* _Your task_
From the data below, restate every line word for word.

• • • • •

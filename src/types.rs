use sealed::sealed;
use serde::{Deserialize, Serialize};
use std::fmt;
use std::hash::Hash;

use crate::config::Config;

/// The handle trait is implemented on various handle types. They have in common that refer to the internal id
/// of a [`crate::Storable`] item in a store by index. Types implementing this are lightweight and do not borrow anything, they can be passed and copied freely.
/// To get an actual reference to the item from a handle type, call the `get()` method on the store that holds it.
/// This is a sealed trait, not implementable outside this crate.
#[sealed(pub(crate))] //<-- this ensures nobody outside this crate can implement the trait
pub trait Handle:
    Clone + Copy + core::fmt::Debug + PartialEq + Eq + PartialOrd + Ord + Hash
{
    /// Create a new handle for an internal ID. You shouldn't need to use this as handles will always be generated for you by higher-level functions.
    fn new(intid: usize) -> Self;
    /// Returns the internal index for this handle
    fn as_usize(&self) -> usize;
}

/// A span is the `[begin, end)` range of unicode codepoints an annotation record covers.
/// Spans order by begin, then by end.
#[derive(Debug, Clone, Copy, PartialEq, Eq, PartialOrd, Ord, Hash, Serialize, Deserialize)]
pub struct Span {
    pub(crate) begin: usize,
    pub(crate) end: usize,
}

impl Span {
    pub fn new(begin: usize, end: usize) -> Self {
        Self { begin, end }
    }

    pub fn begin(&self) -> usize {
        self.begin
    }

    pub fn end(&self) -> usize {
        self.end
    }

    /// Returns the length of the span in unicode codepoints, 0 for an inverted span
    pub fn len(&self) -> usize {
        self.end.saturating_sub(self.begin)
    }

    pub fn is_empty(&self) -> bool {
        self.len() == 0
    }

    /// Is this span fully covered by the window `[begin, end)`? (not merely overlapping)
    pub fn covered_by(&self, begin: usize, end: usize) -> bool {
        self.begin >= begin && self.end <= end
    }
}

impl fmt::Display for Span {
    fn fmt(&self, f: &mut fmt::Formatter<'_>) -> fmt::Result {
        write!(f, "[{},{})", self.begin, self.end)
    }
}

impl From<(usize, usize)> for Span {
    fn from((begin, end): (usize, usize)) -> Self {
        Self::new(begin, end)
    }
}

/// Emits a debug message through `tracing`, only if debug mode is enabled in the configuration.
/// The message is only constructed when it is actually going to be emitted.
pub(crate) fn debug<F>(config: &Config, message_func: F)
where
    F: Fn() -> String,
{
    if config.debug() {
        tracing::debug!(target: "curation", "{}", message_func());
    }
}
//! Generation, execution and repair stages, and the pipeline that drives them.

pub mod error;
pub mod execution;
pub mod fakes;
pub mod generation;
pub mod pipeline;
pub mod prompts;
pub mod repair;
pub mod reporter;
pub mod runner;

pub use error::PipelineError;
pub use execution::ExecutionStage;
pub use generation::{GenerationStage, ModuleOutcome};
pub use pipeline::{Pipeline, PipelineConfig};
pub use repair::RepairStage;
pub use reporter::TestReport;
pub use runner::{BuiltinRunner, ProcessTestRunner, RunnerConfig, SuiteResult, TestRunner};
//! Retry and normalization behavior of `ModelClient` over scripted backends.

use std::collections::VecDeque;
use std::sync::{Arc, Mutex};
use std::time::Duration;

use async_trait::async_trait;
use serde_json::{json, Value};
use testforge_core::fakes::{ScriptedBackend, ScriptedReply};
use testforge_core::{GenerativeBackend, ModelClient, ModelError};
use tokio::time::Instant;

/// Replays a fixed sequence of replies, one per call, then repeats the last.
struct SequenceBackend {
    replies: Mutex<VecDeque<ScriptedReply>>,
    last: ScriptedReply,
    calls: Mutex<usize>,
}

impl SequenceBackend {
    fn new(replies: Vec<ScriptedReply>) -> Self {
        let last = replies
            .last()
            .cloned()
            .unwrap_or(ScriptedReply::Text(String::new()));
        Self {
            replies: Mutex::new(replies.into()),
            last,
            calls: Mutex::new(0),
        }
    }

    fn calls(&self) -> usize {
        *self.calls.lock().unwrap()
    }
}

#[async_trait]
impl GenerativeBackend for SequenceBackend {
    async fn generate_raw(&self, _prompt: &str) -> Result<Value, ModelError> {
        *self.calls.lock().unwrap() += 1;
        let reply = self
            .replies
            .lock()
            .unwrap()
            .pop_front()
            .unwrap_or_else(|| self.last.clone());
        reply.materialize()
    }
}

/// Never answers within any reasonable deadline.
struct StalledBackend {
    calls: Mutex<usize>,
}

#[async_trait]
impl GenerativeBackend for StalledBackend {
    async fn generate_raw(&self, _prompt: &str) -> Result<Value, ModelError> {
        *self.calls.lock().unwrap() += 1;
        tokio::time::sleep(Duration::from_secs(3600)).await;
        Ok(json!({"text": "late"}))
    }
}

#[tokio::test(start_paused = true)]
async fn test_quota_exhaustion_makes_three_attempts() {
    let backend = Arc::new(SequenceBackend::new(vec![ScriptedReply::QuotaExhausted]));
    let client = ModelClient::new(backend.clone());

    let start = Instant::now();
    let err = client.generate("p").await.unwrap_err();

    assert!(matches!(err, ModelError::ResourceExhausted(_)));
    assert_eq!(backend.calls(), 3);
    assert_eq!(start.elapsed(), Duration::from_secs(10));
}

#[tokio::test(start_paused = true)]
async fn test_recovers_after_transient_failures() {
    let backend = Arc::new(SequenceBackend::new(vec![
        ScriptedReply::Timeout,
        ScriptedReply::QuotaExhausted,
        ScriptedReply::Text("ok".into()),
    ]));
    let client = ModelClient::new(backend.clone());

    assert_eq!(client.generate("p").await.unwrap(), "ok");
    assert_eq!(backend.calls(), 3);
}

#[tokio::test(start_paused = true)]
async fn test_non_transient_error_is_not_retried() {
    let backend = Arc::new(SequenceBackend::new(vec![
        ScriptedReply::Fail("bad request".into()),
        ScriptedReply::Text("never reached".into()),
    ]));
    let client = ModelClient::new(backend.clone());

    let start = Instant::now();
    let err = client.generate("p").await.unwrap_err();

    assert!(matches!(err, ModelError::Http { .. }));
    assert_eq!(backend.calls(), 1);
    assert_eq!(start.elapsed(), Duration::ZERO);
}

#[tokio::test(start_paused = true)]
async fn test_call_deadline_counts_as_timeout() {
    let backend = Arc::new(StalledBackend {
        calls: Mutex::new(0),
    });
    let client = ModelClient::new(backend.clone()).with_call_timeout(Duration::from_secs(30));

    let err = client.generate("p").await.unwrap_err();

    assert!(matches!(err, ModelError::Timeout(_)));
    assert_eq!(*backend.calls.lock().unwrap(), 3);
}

#[tokio::test]
async fn test_shapes_are_tried_in_priority_order() {
    let payload = json!({
        "text": "direct",
        "generations": [{"text": "from generations"}],
        "candidates": [{"content": {"parts": [{"text": "from candidates"}]}}],
    });
    let client = ModelClient::new(Arc::new(ScriptedBackend::new(ScriptedReply::Raw(payload))));
    assert_eq!(client.generate("p").await.unwrap(), "from generations");

    let payload = json!({"choices": [{"text": "from choices"}]});
    let client = ModelClient::new(Arc::new(ScriptedBackend::new(ScriptedReply::Raw(payload))));
    assert_eq!(client.generate("p").await.unwrap(), "from choices");
}

#[tokio::test]
async fn test_unrecognized_shape_is_not_retried() {
    let backend = Arc::new(ScriptedBackend::new(ScriptedReply::Raw(
        json!({"output": "?"}),
    )));
    let client = ModelClient::new(backend.clone());

    let err = client.generate("p").await.unwrap_err();
    assert!(matches!(err, ModelError::UnrecognizedShape { .. }));
    assert_eq!(backend.calls(), 1);
}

• • • • •

* _Exercise result_
filename src/types.rs
use sealed::sealed;
use serde::{Deserialize, Serialize};
use std::fmt;
use std::hash::Hash;

use crate::config::Config;

/// The handle trait is implemented on various handle types. They have in common that refer to the internal id
/// of a [`crate::Storable`] item in a store by index. Types implementing this are lightweight and do not borrow anything, they can be passed and copied freely.
/// To get an actual reference to the item from a handle type, call the `get()` method on the store that holds it.
/// This is a sealed trait, not implementable outside this crate.
#[sealed(pub(crate))] //<-- this ensures nobody outside this crate can implement the trait
pub trait Handle:
    Clone + Copy + core::fmt::Debug + PartialEq + Eq + PartialOrd + Ord + Hash
{
    /// Create a new handle for an internal ID. You shouldn't need to use this as handles will always be generated for you by higher-level functions.
    fn new(intid: usize) -> Self;
    /// Returns the internal index for this handle
    fn as_usize(&self) -> usize;
}

/// A span is the `[begin, end)` range of unicode codepoints an annotation record covers.
/// Spans order by begin, then by end.
#[derive(Debug, Clone, Copy, PartialEq, Eq, PartialOrd, Ord, Hash, Serialize, Deserialize)]
pub struct Span {
    pub(crate) begin: usize,
    pub(crate) end: usize,
}

impl Span {
    pub fn new(begin: usize, end: usize) -> Self {
        Self { begin, end }
    }

    pub fn begin(&self) -> usize {
        self.begin
    }

    pub fn end(&self) -> usize {
        self.end
    }

    /// Returns the length of the span in unicode codepoints, 0 for an inverted span
    pub fn len(&self) -> usize {
        self.end.saturating_sub(self.begin)
    }

    pub fn is_empty(&self) -> bool {
        self.len() == 0
    }

    /// Is this span fully covered by the window `[begin, end)`? (not merely overlapping)
    pub fn covered_by(&self, begin: usize, end: usize) -> bool {
        self.begin >= begin && self.end <= end
    }
}

impl fmt::Display for Span {
    fn fmt(&self, f: &mut fmt::Formatter<'_>) -> fmt::Result {
        write!(f, "[{},{})", self.begin, self.end)
    }
}

impl From<(usize, usize)> for Span {
    fn from((begin, end): (usize, usize)) -> Self {
        Self::new(begin, end)
    }
}

/// Emits a debug message through `tracing`, only if debug mode is enabled in the configuration.
/// The message is only constructed when it is actually going to be emitted.
pub(crate) fn debug<F>(config: &Config, message_func: F)
where
    F: Fn() -> String,
{
    if config.debug() {
        tracing::debug!(target: "curation", "{}", message_func());
    }
}
//! Generation, execution and repair stages, and the pipeline that drives them.

pub mod error;
pub mod execution;
pub mod fakes;
pub mod generation;
pub mod pipeline;
pub mod prompts;
pub mod repair;
pub mod reporter;
pub mod runner;

pub use error::PipelineError;
pub use execution::ExecutionStage;
pub use generation::{GenerationStage, ModuleOutcome};
pub use pipeline::{Pipeline, PipelineConfig};
pub use repair::RepairStage;
pub use reporter::TestReport;
pub use runner::{BuiltinRunner, ProcessTestRunner, RunnerConfig, SuiteResult, TestRunner};
//! Retry and normalization behavior of `ModelClient` over scripted backends.

use std::collections::VecDeque;
use std::sync::{Arc, Mutex};
use std::time::Duration;

use async_trait::async_trait;
use serde_json::{json, Value};
use testforge_core::fakes::{ScriptedBackend, ScriptedReply};
use testforge_core::{GenerativeBackend, ModelClient, ModelError};
use tokio::time::Instant;

/// Replays a fixed sequence of replies, one per call, then repeats the last.
struct SequenceBackend {
    replies: Mutex<VecDeque<ScriptedReply>>,
    last: ScriptedReply,
    calls: Mutex<usize>,
}

impl SequenceBackend {
    fn new(replies: Vec<ScriptedReply>) -> Self {
        let last = replies
            .last()
            .cloned()
            .unwrap_or(ScriptedReply::Text(String::new()));
        Self {
            replies: Mutex::new(replies.into()),
            last,
            calls: Mutex::new(0),
        }
    }

    fn calls(&self) -> usize {
        *self.calls.lock().unwrap()
    }
}

#[async_trait]
impl GenerativeBackend for SequenceBackend {
    async fn generate_raw(&self, _prompt: &str) -> Result<Value, ModelError> {
        *self.calls.lock().unwrap() += 1;
        let reply = self
            .replies
            .lock()
            .unwrap()
            .pop_front()
            .unwrap_or_else(|| self.last.clone());
        reply.materialize()
    }
}

/// Never answers within any reasonable deadline.
struct StalledBackend {
    calls: Mutex<usize>,
}

#[async_trait]
impl GenerativeBackend for StalledBackend {
    async fn generate_raw(&self, _prompt: &str) -> Result<Value, ModelError> {
        *self.calls.lock().unwrap() += 1;
        tokio::time::sleep(Duration::from_secs(3600)).await;
        Ok(json!({"text": "late"}))
    }
}

#[tokio::test(start_paused = true)]
async fn test_quota_exhaustion_makes_three_attempts() {
    let backend = Arc::new(SequenceBackend::new(vec![ScriptedReply::QuotaExhausted]));
    let client = ModelClient::new(backend.clone());

    let start = Instant::now();
    let err = client.generate("p").await.unwrap_err();

    assert!(matches!(err, ModelError::ResourceExhausted(_)));
    assert_eq!(backend.calls(), 3);
    assert_eq!(start.elapsed(), Duration::from_secs(10));
}

#[tokio::test(start_paused = true)]
async fn test_recovers_after_transient_failures() {
    let backend = Arc::new(SequenceBackend::new(vec![
        ScriptedReply::Timeout,
        ScriptedReply::QuotaExhausted,
        ScriptedReply::Text("ok".into()),
    ]));
    let client = ModelClient::new(backend.clone());

    assert_eq!(client.generate("p").await.unwrap(), "ok");
    assert_eq!(backend.calls(), 3);
}

#[tokio::test(start_paused = true)]
async fn test_non_transient_error_is_not_retried() {
    let backend = Arc::new(SequenceBackend::new(vec![
        ScriptedReply::Fail("bad request".into()),
        ScriptedReply::Text("never reached".into()),
    ]));
    let client = ModelClient::new(backend.clone());

    let start = Instant::now();
    let err = client.generate("p").await.unwrap_err();

    assert!(matches!(err, ModelError::Http { .. }));
    assert_eq!(backend.calls(), 1);
    assert_eq!(start.elapsed(), Duration::ZERO);
}

#[tokio::test(start_paused = true)]
async fn test_call_deadline_counts_as_timeout() {
    let backend = Arc::new(StalledBackend {
        calls: Mutex::new(0),
    });
    let client = ModelClient::new(backend.clone()).with_call_timeout(Duration::from_secs(30));

    let err = client.generate("p").await.unwrap_err();

    assert!(matches!(err, ModelError::Timeout(_)));
    assert_eq!(*backend.calls.lock().unwrap(), 3);
}

#[tokio::test]
async fn test_shapes_are_tried_in_priority_order() {
    let payload = json!({
        "text": "direct",
        "generations": [{"text": "from generations"}],
        "candidates": [{"content": {"parts": [{"text": "from candidates"}]}}],
    });
    let client = ModelClient::new(Arc::new(ScriptedBackend::new(ScriptedReply::Raw(payload))));
    assert_eq!(client.generate("p").await.unwrap(), "from generations");

    let payload = json!({"choices": [{"text": "from choices"}]});
    let client = ModelClient::new(Arc::new(ScriptedBackend::new(ScriptedReply::Raw(payload))));
    assert_eq!(client.generate("p").await.unwrap(), "from choices");
}

#[tokio::test]
async fn test_unrecognized_shape_is_not_retried() {
    let backend = Arc::new(ScriptedBackend::new(ScriptedReply::Raw(
        json!({"output": "?"}),
    )));
    let client = ModelClient::new(backend.clone());

    let err = client.generate("p").await.unwrap_err();
    assert!(matches!(err, ModelError::UnrecognizedShape { .. }));
    assert_eq!(backend.calls(), 1);
}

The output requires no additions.